The stock initially rose 4.3% in after-hours trading on Wednesday before pulling back. It was trading down about 1% in premarket Friday, just above $101, after closing up 4.5% in regular Thursday trading. The stock is down roughly 1% year to date and off 18.6% over the past 12 months.
Deckers Outdoor Corporation, DECK
For the fiscal fourth quarter ended March 31, Deckers reported revenue of $1.12 billion, up 10%, and adjusted EPS of $0.96. Analysts had expected $1.09 billion in sales and $0.83 EPS.
For the full fiscal 2026 year, revenue came in at $5.47 billion, up 10%, with diluted EPS of $7.02, up 11% from $6.33 the prior year. Estimates had been $5.44 billion in revenue and $6.89 EPS.
Hoka had a standout quarter. Revenue reached $671 million, up 15% year over year and the brand’s largest quarter in its history. For the full year, Hoka revenue rose 16% to nearly $2.6 billion.
Direct-to-consumer Hoka sales rose 18% in Q4, while wholesale grew 13%. CEO Stefano Caroti said six Hoka franchise families now generate over $100 million in annual revenue, with three more approaching that threshold. U.S. brand awareness reached roughly 60%, up from 50% a year ago.
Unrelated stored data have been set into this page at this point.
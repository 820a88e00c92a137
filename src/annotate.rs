use std::sync::Arc;

use futures::StreamExt;
use serde::{Deserialize, Serialize};
use tokio_util::sync::CancellationToken;

use crate::error::{FreshnessError, Result};
use crate::metadata::MetadataClient;
use crate::reference::Reference;
use crate::resolver::Resolver;

pub const DEFAULT_CONCURRENCY: usize = 4;

/// The "newest tag" shown next to an image. Empty when nothing is known.
pub type Annotation = String;

/// The slice of a locally stored image the pipeline reads.
#[derive(Deserialize, Serialize, Debug, PartialEq, Eq, Clone, Default)]
pub struct LocalImageRecord {
    pub id: String,
    #[serde(default)]
    pub repo_tags: Vec<String>,
    #[serde(default)]
    pub repo_digests: Vec<String>,
    #[serde(default)]
    pub architecture: String,
}

/// Runs the freshness pipeline for local images.
#[derive(Clone)]
pub struct Annotator {
    resolver: Arc<dyn Resolver>,
    metadata: Arc<dyn MetadataClient>,
    concurrency: usize,
}

impl Annotator {
    pub fn new(resolver: Arc<dyn Resolver>, metadata: Arc<dyn MetadataClient>) -> Self {
        Annotator {
            resolver,
            metadata,
            concurrency: DEFAULT_CONCURRENCY,
        }
    }

    /// Upper bound on images resolved at once; 1 processes them strictly in sequence.
    pub fn with_concurrency(mut self, concurrency: usize) -> Self {
        self.concurrency = concurrency.max(1);
        self
    }

    pub fn concurrency(&self) -> usize {
        self.concurrency
    }

    /// The typed pipeline. `Ok(None)` means the image is not eligible.
    pub async fn newest_tag(&self, image: &LocalImageRecord) -> Result<Option<String>> {
        // Never pushed or pulled: the registry cannot know it.
        if image.repo_digests.is_empty() {
            return Ok(None);
        }
        let raw_tag = match image.repo_tags.first() {
            Some(raw_tag) => raw_tag,
            None => return Ok(None),
        };

        let reference = Reference::normalize(raw_tag)?;
        if !reference.is_official() {
            return Ok(None);
        }

        let digest = match self
            .resolver
            .get_digest(&reference, &image.architecture)
            .await?
        {
            Some(digest) => digest,
            None => return Ok(None),
        };

        let record = self.metadata.get_metadata(&digest).await?;
        Ok(record.newest_tag().map(|t| t.to_string()))
    }

    pub async fn annotate(&self, image: &LocalImageRecord) -> Annotation {
        collapse(&image.id, self.newest_tag(image).await).unwrap_or_default()
    }

    /// Like [`Annotator::annotate`], abandoning in-flight calls once `cancel` fires.
    pub async fn annotate_until(
        &self,
        image: &LocalImageRecord,
        cancel: &CancellationToken,
    ) -> Annotation {
        let outcome = tokio::select! {
            biased;
            _ = cancel.cancelled() => Err(FreshnessError::Cancelled),
            r = self.newest_tag(image) => r,
        };
        collapse(&image.id, outcome).unwrap_or_default()
    }

    /// Annotates every image, at most `concurrency` at a time. The output
    /// lines up index for index with `images`.
    pub async fn annotate_all(
        &self,
        images: &[LocalImageRecord],
        cancel: &CancellationToken,
    ) -> Vec<Annotation> {
        futures::stream::iter(images)
            .map(|image| self.annotate_until(image, cancel))
            .buffered(self.concurrency)
            .collect()
            .await
    }
}

/// Where pipeline failures stop. Every error becomes "no annotation" here and
/// nowhere else, so callers of [`Annotator::annotate`] never see one.
pub fn collapse(image_id: &str, outcome: Result<Option<String>>) -> Option<String> {
    match outcome {
        Ok(tag) => tag,
        Err(e) => {
            tracing::trace!(image = image_id, error = %e, "no freshness information");
            None
        }
    }
}
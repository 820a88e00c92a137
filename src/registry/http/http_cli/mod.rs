mod authentication_flow;
mod private_impl;

use std::sync::Arc;
use std::time::Duration;

use http::Response;
use http::Uri;

use hyper::Body;
use tokio::sync::Mutex;

use crate::error::{FreshnessError, Result};
use crate::http_client::{with_timeout, HyperClient};
use crate::registry::{CredentialProvider, Credentials};

use self::authentication_flow::basic_authorization;
use self::private_impl::{run_single_request, Challenge, RequestFailType};

const MAX_REDIRECTS: usize = 5;

// https://raw.githubusercontent.com/google/go-containerregistry/main/images/credhelper-basic.svg
pub struct HttpCli {
    pub inner_client: HyperClient,
    /// Registry domain as credentials are keyed, e.g. `docker.io`.
    pub host: String,
    /// Scope requested when a bearer challenge does not name one.
    pub default_scope: String,
    pub credentials: Arc<dyn CredentialProvider>,
    pub authorization: Arc<Mutex<Option<String>>>,
    pub request_timeout: Duration,
}

impl HttpCli {
    /// Issues a body-less request, following redirects and answering at most
    /// one authentication challenge. Nothing is retried.
    pub async fn request<F>(&self, uri: &Uri, configure_request_builder: F) -> Result<Response<Body>>
    where
        F: Fn(http::request::Builder) -> http::request::Builder + Send + Sync,
    {
        let origin = uri.authority().cloned();
        let mut uri = uri.clone();
        let mut redirects = 0;
        let mut authenticated = false;
        loop {
            // Credentials only ever go to the host we were asked to talk to.
            let same_origin = uri.authority() == origin.as_ref();
            let authorization = if same_origin {
                self.authorization.lock().await.clone()
            } else {
                None
            };
            let attempt = with_timeout(self.request_timeout, &uri, async {
                Ok(run_single_request(
                    authorization,
                    &uri,
                    &configure_request_builder,
                    &self.inner_client,
                )
                .await)
            })
            .await?;

            match attempt {
                Ok(o) => return Ok(o),
                Err(RequestFailType::Redirection(new_url)) => {
                    redirects += 1;
                    if redirects > MAX_REDIRECTS {
                        return Err(FreshnessError::transport(
                            &uri,
                            format!("gave up after {} redirects", MAX_REDIRECTS),
                        ));
                    }
                    uri = resolve_location(&uri, &new_url)?;
                    tracing::debug!("Following redirect to {}", uri);
                }
                Err(RequestFailType::AuthFailure(_)) if !same_origin => {
                    return Err(FreshnessError::AuthError {
                        host: self.host.clone(),
                        reason: format!("redirect target {} demanded credentials", uri),
                    });
                }
                Err(RequestFailType::AuthFailure(challenge)) => {
                    if authenticated {
                        return Err(FreshnessError::AuthError {
                            host: self.host.clone(),
                            reason: format!("registry rejected our credentials for {}", uri),
                        });
                    }
                    let header = self.answer_challenge(&challenge).await?;
                    *self.authorization.lock().await = Some(header);
                    authenticated = true;
                }
                Err(e @ RequestFailType::ConnectError(_))
                | Err(e @ RequestFailType::HyperError(_))
                | Err(e @ RequestFailType::AnyhowError(_)) => {
                    return Err(FreshnessError::transport(&uri, e));
                }
            }
        }
    }

    async fn answer_challenge(&self, challenge: &Challenge) -> Result<String> {
        let auth_error = |reason: String| FreshnessError::AuthError {
            host: self.host.clone(),
            reason,
        };
        let credentials = self
            .credentials
            .credentials(&self.host)
            .map_err(|e| auth_error(format!("unable to load credentials: {:#}", e)))?;

        match challenge {
            Challenge::Bearer(bearer) => {
                tracing::debug!("Requesting bearer token for {} from {}", self.host, bearer);
                let response = authentication_flow::authenticate_request(
                    bearer,
                    &self.default_scope,
                    &credentials,
                    &self.inner_client,
                )
                .await
                .map_err(|e| auth_error(format!("{:#}", e)))?;
                let token = response
                    .bearer_token()
                    .ok_or_else(|| auth_error("token endpoint returned no token".to_string()))?;
                Ok(format!("Bearer {}", token))
            }
            Challenge::Basic { realm } => match credentials {
                Credentials::Basic { username, password } => {
                    Ok(basic_authorization(&username, &password))
                }
                _ => Err(auth_error(format!(
                    "realm {:?} requires basic credentials and none are configured",
                    realm.as_deref().unwrap_or_default()
                ))),
            },
        }
    }
}

// Location headers may be relative to the uri that produced them.
fn resolve_location(current: &Uri, location: &str) -> Result<Uri> {
    let location_uri = location
        .parse::<Uri>()
        .map_err(|e| FreshnessError::transport(current, format!("bad redirect {:?}: {}", location, e)))?;
    if location_uri.host().is_some() {
        return Ok(location_uri);
    }
    let mut parts = current.clone().into_parts();
    parts.path_and_query = location_uri.path_and_query().cloned();
    Uri::from_parts(parts).map_err(|e| {
        FreshnessError::transport(current, format!("bad redirect {:?}: {}", location, e))
    })
}
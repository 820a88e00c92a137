use anyhow::Context;

use http::Uri;

use serde::{Deserialize, Serialize};

use crate::http_client::{dump_body_to_string, HyperClient};
use crate::registry::Credentials;

use super::private_impl::{run_single_request, BearerConfig};

// Sent as client_id when exchanging identity tokens.
const CLIENT_ID: &str = "image-freshness";

#[derive(Clone, Debug, Serialize, Deserialize)]
pub struct AuthResponse {
    pub token: Option<String>,
    pub access_token: Option<String>,
    pub expires_in: Option<u64>,
    pub issued_at: Option<String>,
}

impl AuthResponse {
    pub fn bearer_token(&self) -> Option<&str> {
        self.token.as_deref().or(self.access_token.as_deref())
    }
}

pub fn basic_authorization(username: &str, password: &str) -> String {
    use base64::prelude::*;
    format!(
        "Basic {}",
        BASE64_STANDARD.encode(format!("{}:{}", username, password))
    )
}

fn realm_with_query(realm: &Uri, new_query_items: &str) -> anyhow::Result<Uri> {
    let mut parts = realm.clone().into_parts();
    let existing_path_and_query = parts
        .path_and_query
        .as_ref()
        .map(|e| e.as_str())
        .unwrap_or("");
    let new_path_q = if new_query_items.is_empty() {
        existing_path_and_query.to_string()
    } else if existing_path_and_query.contains('?') {
        format!("{}&{}", existing_path_and_query, new_query_items)
    } else {
        format!("{}?{}", existing_path_and_query, new_query_items)
    };
    parts.path_and_query = Some(
        new_path_q
            .as_str()
            .try_into()
            .with_context(|| format!("Failed to parse path and query from {:?}", new_path_q))?,
    );
    Uri::from_parts(parts).with_context(|| {
        format!(
            "Failed to parse uri from installing new path and query of {}",
            new_path_q
        )
    })
}

fn token_query(service: &str, scope: &str) -> String {
    url::form_urlencoded::Serializer::new(String::new())
        .append_pair("service", service)
        .append_pair("scope", scope)
        .finish()
}

fn refresh_token_form(refresh_token: &str, service: &str, scope: &str) -> String {
    url::form_urlencoded::Serializer::new(String::new())
        .append_pair("grant_type", "refresh_token")
        .append_pair("refresh_token", refresh_token)
        .append_pair("service", service)
        .append_pair("scope", scope)
        .append_pair("client_id", CLIENT_ID)
        .finish()
}

/// Obtains a bearer token from the challenge's realm.
///
/// Anonymous and basic credentials use the token GET endpoint; identity
/// tokens are exchanged through the OAuth2 refresh-token POST.
pub async fn authenticate_request(
    auth_fail: &BearerConfig,
    default_scope: &str,
    credentials: &Credentials,
    inner_client: &HyperClient,
) -> anyhow::Result<AuthResponse> {
    let scope = auth_fail.scope.as_deref().unwrap_or(default_scope);

    let mut response = match credentials {
        Credentials::IdentityToken(refresh_token) => {
            let form = refresh_token_form(refresh_token, &auth_fail.service, scope);
            let request = http::request::Builder::default()
                .method(http::Method::POST)
                .uri(auth_fail.realm.clone())
                .header("Content-Type", "application/x-www-form-urlencoded")
                .body(hyper::Body::from(form))?;
            inner_client.request(request).await.with_context(|| {
                format!(
                    "Failed to exchange identity token with {:?}",
                    auth_fail.realm
                )
            })?
        }
        Credentials::Basic { .. } | Credentials::Anonymous => {
            let new_uri = realm_with_query(&auth_fail.realm, &token_query(&auth_fail.service, scope))?;
            let authorization = match credentials {
                Credentials::Basic { username, password } => {
                    Some(basic_authorization(username, password))
                }
                _ => None,
            };
            run_single_request(
                authorization,
                &new_uri,
                &|b: http::request::Builder| b.method(http::Method::GET),
                inner_client,
            )
            .await
            .with_context(|| {
                format!(
                    "Failed to run new request to try authenticate to {:?}",
                    new_uri
                )
            })?
        }
    };

    if response.status().is_success() {
        let response_body = dump_body_to_string(&mut response).await?;
        let response_auth_info: AuthResponse = serde_json::from_str(&response_body)
            .with_context(|| format!("Token endpoint returned unexpected body:\n{}", response_body))?;
        if response_auth_info.bearer_token().is_none() {
            anyhow::bail!("Token endpoint {:?} returned no token", auth_fail.realm);
        }
        Ok(response_auth_info)
    } else {
        let try_response_body = dump_body_to_string(&mut response)
            .await
            .unwrap_or_default();
        anyhow::bail!(
            "Failed to authenticate to {:?}, got status code: {:?}, body:\n{}",
            auth_fail.realm,
            response.status(),
            try_response_body
        );
    }
}
use serde::{Deserialize, Serialize};

use crate::error::{FreshnessError, Result};

#[derive(Deserialize, Serialize, Debug, PartialEq, Eq, Default, Clone)]
pub struct Platform {
    pub architecture: String,
    pub os: String,
    #[serde(default, skip_serializing_if = "Option::is_none")]
    pub variant: Option<String>,
}

/// One per-platform manifest listed inside an index.
#[derive(Deserialize, Serialize, Debug, PartialEq, Eq, Default, Clone)]
pub struct IndexEntry {
    #[serde(rename = "mediaType", default)]
    pub media_type: String,
    pub digest: String,
    #[serde(default)]
    pub size: u64,
    #[serde(default)]
    pub platform: Option<Platform>,
}

/// A Docker manifest list or an OCI image index.
#[derive(Deserialize, Serialize, Debug, PartialEq, Eq, Clone)]
pub struct ManifestIndex {
    #[serde(rename = "schemaVersion")]
    pub schema_version: u16,

    #[serde(rename = "mediaType", default)]
    pub media_type: Option<String>,

    pub manifests: Vec<IndexEntry>,
}

impl ManifestIndex {
    pub fn parse(index_bytes: &[u8]) -> Result<ManifestIndex> {
        serde_json::from_slice(index_bytes).map_err(|e| FreshnessError::parse("manifest index", e))
    }

    /// First entry built for `architecture`. Entries without a platform never match.
    pub fn find_architecture(&self, architecture: &str) -> Option<&IndexEntry> {
        self.manifests.iter().find(|entry| {
            entry
                .platform
                .as_ref()
                .map(|p| p.architecture == architecture)
                .unwrap_or(false)
        })
    }
}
Caroti pointed to franchises including Bondi, Clifton, and Mach as key contributors. He said the company plans to open 20 to 25 Hoka stores per year, focused on major cities and international markets.
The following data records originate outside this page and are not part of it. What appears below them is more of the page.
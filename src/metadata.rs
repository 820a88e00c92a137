use std::time::Duration;

use http::Uri;
use serde::{Deserialize, Deserializer, Serialize};

use crate::error::{FreshnessError, Result};
use crate::http_client::{
    dump_body_to_bytes, new_client, with_timeout, HyperClient, DEFAULT_REQUEST_TIMEOUT,
};

pub const DEFAULT_METADATA_URL: &str = "http://127.0.0.1:1224";

// The service encodes empty lists as `null`.
fn null_as_default<'de, D, T>(deserializer: D) -> std::result::Result<T, D::Error>
where
    D: Deserializer<'de>,
    T: Default + Deserialize<'de>,
{
    Ok(Option::<T>::deserialize(deserializer)?.unwrap_or_default())
}

/// A vulnerability known for an image.
#[derive(Deserialize, Serialize, Debug, PartialEq, Eq, Clone, Default)]
pub struct Cve {
    pub id: String,
    pub severity: String,
    #[serde(default)]
    pub description: String,
}

/// What the metadata service knows about one digest.
///
/// `tags` is ordered newest first; the annotation only uses the head.
#[derive(Deserialize, Serialize, Debug, PartialEq, Eq, Clone, Default)]
pub struct MetadataRecord {
    #[serde(default)]
    pub digest: String,
    #[serde(default, deserialize_with = "null_as_default")]
    pub tags: Vec<String>,
    #[serde(default)]
    pub deprecated: bool,
    #[serde(default)]
    pub end_of_life: Option<String>,
    #[serde(default)]
    pub changelog: Option<String>,
    #[serde(default)]
    pub release_notes: Option<String>,
    #[serde(default)]
    pub size: i64,
    #[serde(default)]
    pub last_update_date: Option<String>,
    #[serde(default)]
    pub repository: Option<String>,
    #[serde(default)]
    pub license: Option<String>,
    #[serde(default)]
    pub hub: Option<String>,
    #[serde(default, deserialize_with = "null_as_default")]
    pub cves: Vec<Cve>,
}

impl MetadataRecord {
    pub fn newest_tag(&self) -> Option<&str> {
        self.tags.first().map(|t| t.as_str())
    }
}

#[derive(Deserialize, Serialize, Debug, PartialEq, Eq, Clone, Default)]
pub struct MetadataResponse {
    #[serde(default, deserialize_with = "null_as_default")]
    pub image_infos: Vec<MetadataRecord>,
}

impl MetadataResponse {
    pub fn parse(body: &[u8]) -> Result<MetadataResponse> {
        serde_json::from_slice(body).map_err(|e| FreshnessError::parse("metadata response", e))
    }

    /// The first record, or `NotFound` when the service answered with none.
    pub fn into_first(self, digest: &str) -> Result<MetadataRecord> {
        self.image_infos
            .into_iter()
            .next()
            .ok_or_else(|| FreshnessError::NotFound {
                digest: digest.to_string(),
            })
    }
}

#[async_trait::async_trait]
pub trait MetadataClient: Send + Sync {
    async fn get_metadata(&self, digest: &str) -> Result<MetadataRecord>;
}

/// Client for `GET <base>/images/newest/<digest>`.
#[derive(Clone)]
pub struct HttpMetadataClient {
    base_url: String,
    http_client: HyperClient,
    request_timeout: Duration,
}

impl Default for HttpMetadataClient {
    fn default() -> Self {
        HttpMetadataClient::new(DEFAULT_METADATA_URL)
    }
}

impl HttpMetadataClient {
    pub fn new(base_url: impl Into<String>) -> Self {
        HttpMetadataClient {
            base_url: base_url.into().trim_end_matches('/').to_string(),
            http_client: new_client(),
            request_timeout: DEFAULT_REQUEST_TIMEOUT,
        }
    }

    pub fn with_http_client(mut self, http_client: HyperClient) -> Self {
        self.http_client = http_client;
        self
    }

    pub fn with_request_timeout(mut self, request_timeout: Duration) -> Self {
        self.request_timeout = request_timeout;
        self
    }

    pub fn base_url(&self) -> &str {
        &self.base_url
    }

    fn lookup_uri(&self, digest: &str) -> Result<Uri> {
        let raw = format!("{}/images/newest/{}", self.base_url, digest);
        raw.parse::<Uri>()
            .map_err(|e| FreshnessError::transport(&raw, e))
    }
}

#[async_trait::async_trait]
impl MetadataClient for HttpMetadataClient {
    async fn get_metadata(&self, digest: &str) -> Result<MetadataRecord> {
        let uri = self.lookup_uri(digest)?;

        let body = with_timeout(self.request_timeout, &uri, async {
            let request = http::request::Builder::default()
                .method(http::Method::GET)
                .uri(uri.clone())
                .header(http::header::ACCEPT, "application/json")
                .body(hyper::Body::empty())
                .map_err(|e| FreshnessError::transport(&uri, e))?;
            let mut r = self
                .http_client
                .request(request)
                .await
                .map_err(|e| FreshnessError::transport(&uri, e))?;

            if !r.status().is_success() {
                tracing::debug!("Metadata lookup {} returned {:?}", uri, r.status());
                return Err(FreshnessError::NotFound {
                    digest: digest.to_string(),
                });
            }
            dump_body_to_bytes(&mut r)
                .await
                .map_err(|e| FreshnessError::transport(&uri, e))
        })
        .await?;

        MetadataResponse::parse(&body)?.into_first(digest)
    }
}
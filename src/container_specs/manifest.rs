use serde::{Deserialize, Serialize};

use super::Descriptor;
use crate::error::{FreshnessError, Result};

/// A single-platform image manifest. Only the config reference matters to us.
#[derive(Deserialize, Serialize, Debug, PartialEq, Eq, Clone)]
pub struct Manifest {
    #[serde(rename = "schemaVersion")]
    pub schema_version: u16,

    #[serde(rename = "mediaType", default)]
    pub media_type: Option<String>,

    pub config: Descriptor,

    #[serde(default)]
    pub layers: Vec<Descriptor>,
}

impl Manifest {
    pub fn parse(manifest_bytes: &[u8]) -> Result<Manifest> {
        serde_json::from_slice(manifest_bytes).map_err(|e| FreshnessError::parse("image manifest", e))
    }

    pub fn config_digest(&self) -> &str {
        &self.config.digest
    }
}
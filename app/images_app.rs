use std::io::Write;

use clap::Parser;
use tokio_util::sync::CancellationToken;
use tracing_subscriber::{fmt, prelude::*, EnvFilter};

use image_freshness::config::{FreshnessConfig, OutputFormat};
use image_freshness::{list_images, ImageSummary, JsonImageStore};
// cargo run --bin images-app -- --images-file images.json --metadata-url http://127.0.0.1:1224

const SHORT_ID_LEN: usize = 12;

fn init_tracing(verbose: u8) {
    let filter = match verbose {
        0 => EnvFilter::try_from_default_env().unwrap_or_else(|_| EnvFilter::new("info")),
        1 => EnvFilter::new("debug"),
        _ => EnvFilter::new("trace"),
    };

    // stdout carries the listing
    tracing_subscriber::registry()
        .with(fmt::layer().with_target(false).with_writer(std::io::stderr))
        .with(filter)
        .init();
}

fn short_id(id: &str) -> &str {
    let hex = id.strip_prefix("sha256:").unwrap_or(id);
    hex.get(..SHORT_ID_LEN).unwrap_or(hex)
}

fn split_tag(repo_tag: &str) -> (&str, &str) {
    // a ':' before the last '/' belongs to a registry port
    match repo_tag.rsplit_once(':') {
        Some((repo, tag)) if !tag.contains('/') => (repo, tag),
        _ => (repo_tag, "<none>"),
    }
}

fn write_table(out: &mut impl Write, summaries: &[ImageSummary]) -> std::io::Result<()> {
    let mut rows = vec![(
        "REPOSITORY".to_string(),
        "TAG".to_string(),
        "IMAGE ID".to_string(),
        "NEWEST".to_string(),
    )];
    for summary in summaries {
        let (repo, tag) = summary
            .image
            .repo_tags
            .first()
            .map(|t| split_tag(t))
            .unwrap_or(("<none>", "<none>"));
        rows.push((
            repo.to_string(),
            tag.to_string(),
            short_id(&summary.image.id).to_string(),
            summary.newest.clone(),
        ));
    }

    let repo_w = rows.iter().map(|r| r.0.len()).max().unwrap_or_default();
    let tag_w = rows.iter().map(|r| r.1.len()).max().unwrap_or_default();
    let id_w = rows.iter().map(|r| r.2.len()).max().unwrap_or_default();
    for (repo, tag, id, newest) in rows {
        writeln!(
            out,
            "{:repo_w$}   {:tag_w$}   {:id_w$}   {}",
            repo,
            tag,
            id,
            newest,
            repo_w = repo_w,
            tag_w = tag_w,
            id_w = id_w
        )?;
    }
    Ok(())
}

#[tokio::main]
async fn main() -> Result<(), anyhow::Error> {
    let config = FreshnessConfig::parse();
    init_tracing(config.verbose);

    let annotator = config.build_annotator()?;
    let store = JsonImageStore::new(&config.images_file);

    let cancel = CancellationToken::new();
    let ctrl_c = cancel.clone();
    tokio::spawn(async move {
        if tokio::signal::ctrl_c().await.is_ok() {
            tracing::info!("Interrupted, finishing with what is known");
            ctrl_c.cancel();
        }
    });

    let summaries = list_images(&store, &annotator, &cancel).await?;

    let stdout = std::io::stdout();
    let mut out = stdout.lock();
    match config.format {
        OutputFormat::Table => write_table(&mut out, &summaries)?,
        OutputFormat::Json => {
            serde_json::to_writer_pretty(&mut out, &summaries)?;
            writeln!(out)?;
        }
    }
    Ok(())
}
UGG revenue grew 9% in Q4 to $409 million, ahead of the $376 million Wall Street expected. For the full year, UGG revenue rose 8% to $2.7 billion.
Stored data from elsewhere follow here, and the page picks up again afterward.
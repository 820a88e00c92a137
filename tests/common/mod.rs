//! Registry and metadata service fixtures on top of wiremock.
#![allow(dead_code)]

use std::sync::Arc;

use sha2::Digest;
use wiremock::matchers::{method, path};
use wiremock::{Mock, MockServer, ResponseTemplate};

use image_freshness::container_specs::{DOCKER_MANIFEST_LIST_V2, DOCKER_MANIFEST_V2};
use image_freshness::registry::{AnonymousCredentials, RegistryAccess, RegistryEndpoints};

pub const CONFIG_DIGEST: &str =
    "sha256:c1aabb73d2339c5ebaa3681de2e9d9c18d57485045a4e311d9f8004bec208d67";

pub fn sha256_digest(content: &[u8]) -> String {
    format!("sha256:{:x}", sha2::Sha256::digest(content))
}

pub fn manifest_body(config_digest: &str) -> String {
    format!(
        r#"{{"schemaVersion":2,"mediaType":"{}","config":{{"mediaType":"application/vnd.docker.container.image.v1+json","size":1472,"digest":"{}"}},"layers":[{{"mediaType":"application/vnd.docker.image.rootfs.diff.tar.gzip","size":3348623,"digest":"sha256:{}"}}]}}"#,
        DOCKER_MANIFEST_V2,
        config_digest,
        "a".repeat(64)
    )
}

/// A manifest list with one linux entry per `(architecture, digest)`.
pub fn index_body(entries: &[(&str, &str)]) -> String {
    let manifests: Vec<String> = entries
        .iter()
        .map(|(architecture, digest)| {
            format!(
                r#"{{"mediaType":"{}","size":528,"digest":"{}","platform":{{"architecture":"{}","os":"linux"}}}}"#,
                DOCKER_MANIFEST_V2, digest, architecture
            )
        })
        .collect();
    format!(
        r#"{{"schemaVersion":2,"mediaType":"{}","manifests":[{}]}}"#,
        DOCKER_MANIFEST_LIST_V2,
        manifests.join(",")
    )
}

pub fn manifest_path(repository: &str, target: &str) -> String {
    format!("/v2/{}/manifests/{}", repository, target)
}

/// HEAD answering with content type and digest, as Docker Hub does.
pub async fn mock_manifest_head(
    server: &MockServer,
    repository: &str,
    target: &str,
    media_type: &str,
    digest: &str,
) {
    Mock::given(method("HEAD"))
        .and(path(manifest_path(repository, target)))
        .respond_with(
            ResponseTemplate::new(200)
                .insert_header("Content-Type", media_type)
                .insert_header("Docker-Content-Digest", digest),
        )
        .mount(server)
        .await;
}

/// GET returning `body`; the digest header is computed from the body.
pub async fn mock_manifest_get(
    server: &MockServer,
    repository: &str,
    target: &str,
    media_type: &str,
    body: &str,
) {
    Mock::given(method("GET"))
        .and(path(manifest_path(repository, target)))
        .respond_with(
            ResponseTemplate::new(200)
                .set_body_raw(body.as_bytes().to_vec(), media_type)
                .insert_header("Docker-Content-Digest", sha256_digest(body.as_bytes()).as_str()),
        )
        .mount(server)
        .await;
}

/// Serves a single-platform manifest under `tag` and returns its digest.
pub async fn mock_single_manifest(server: &MockServer, repository: &str, tag: &str) -> String {
    let body = manifest_body(CONFIG_DIGEST);
    let digest = sha256_digest(body.as_bytes());
    mock_manifest_head(server, repository, tag, DOCKER_MANIFEST_V2, &digest).await;
    mock_manifest_get(server, repository, &digest, DOCKER_MANIFEST_V2, &body).await;
    digest
}

/// Serves a manifest list under `tag` and returns its digest.
pub async fn mock_index(
    server: &MockServer,
    repository: &str,
    tag: &str,
    entries: &[(&str, &str)],
) -> String {
    let body = index_body(entries);
    let digest = sha256_digest(body.as_bytes());
    mock_manifest_head(server, repository, tag, DOCKER_MANIFEST_LIST_V2, &digest).await;
    mock_manifest_get(server, repository, &digest, DOCKER_MANIFEST_LIST_V2, &body).await;
    digest
}

pub async fn mock_metadata(server: &MockServer, digest: &str, body: &str) {
    Mock::given(method("GET"))
        .and(path(format!("/images/newest/{}", digest)))
        .respond_with(ResponseTemplate::new(200).set_body_raw(body.as_bytes().to_vec(), "application/json"))
        .mount(server)
        .await;
}

/// Anonymous registry access with Docker Hub pointed at `server`.
pub fn hub_access(server: &MockServer) -> RegistryAccess {
    RegistryAccess::new(Arc::new(AnonymousCredentials))
        .with_endpoints(RegistryEndpoints::default().with_override("docker.io", server.uri()))
}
The brand’s growth came from a broader product range. Caroti said sneakers and sandals — including the Lowmel franchise and Golden Collection — accounted for more than half of UGG’s annual growth. Men’s styles made up more than 20% of UGG’s global growth during the year.
Full-year operating margin was 23.1%. Gross margin came in at 57.7%, down 20 basis points, with tariff headwinds accounting for roughly 80 basis points of pressure, partly offset by lower freight costs.
Deckers generated over $1 billion in free cash flow and repurchased $1.075 billion in stock during fiscal 2026 at an average price of $102.43 per share. The company ended the year with $1.9 billion in cash and no outstanding debt.
For fiscal 2027, Deckers expects revenue of $5.86–$5.91 billion and EPS of $7.30–$7.45. Gross margin is projected at approximately 56.5%, with higher freight costs and material costs weighing on the result.
The company’s first-quarter guidance calls for revenue growth of approximately 5%, what CFO Steve Fasching called the company’s first-ever billion-dollar June quarter. Q1 EPS is projected between $0.82 and $0.87.
Deckers has beaten revenue and earnings estimates in 19 of the past 20 quarters.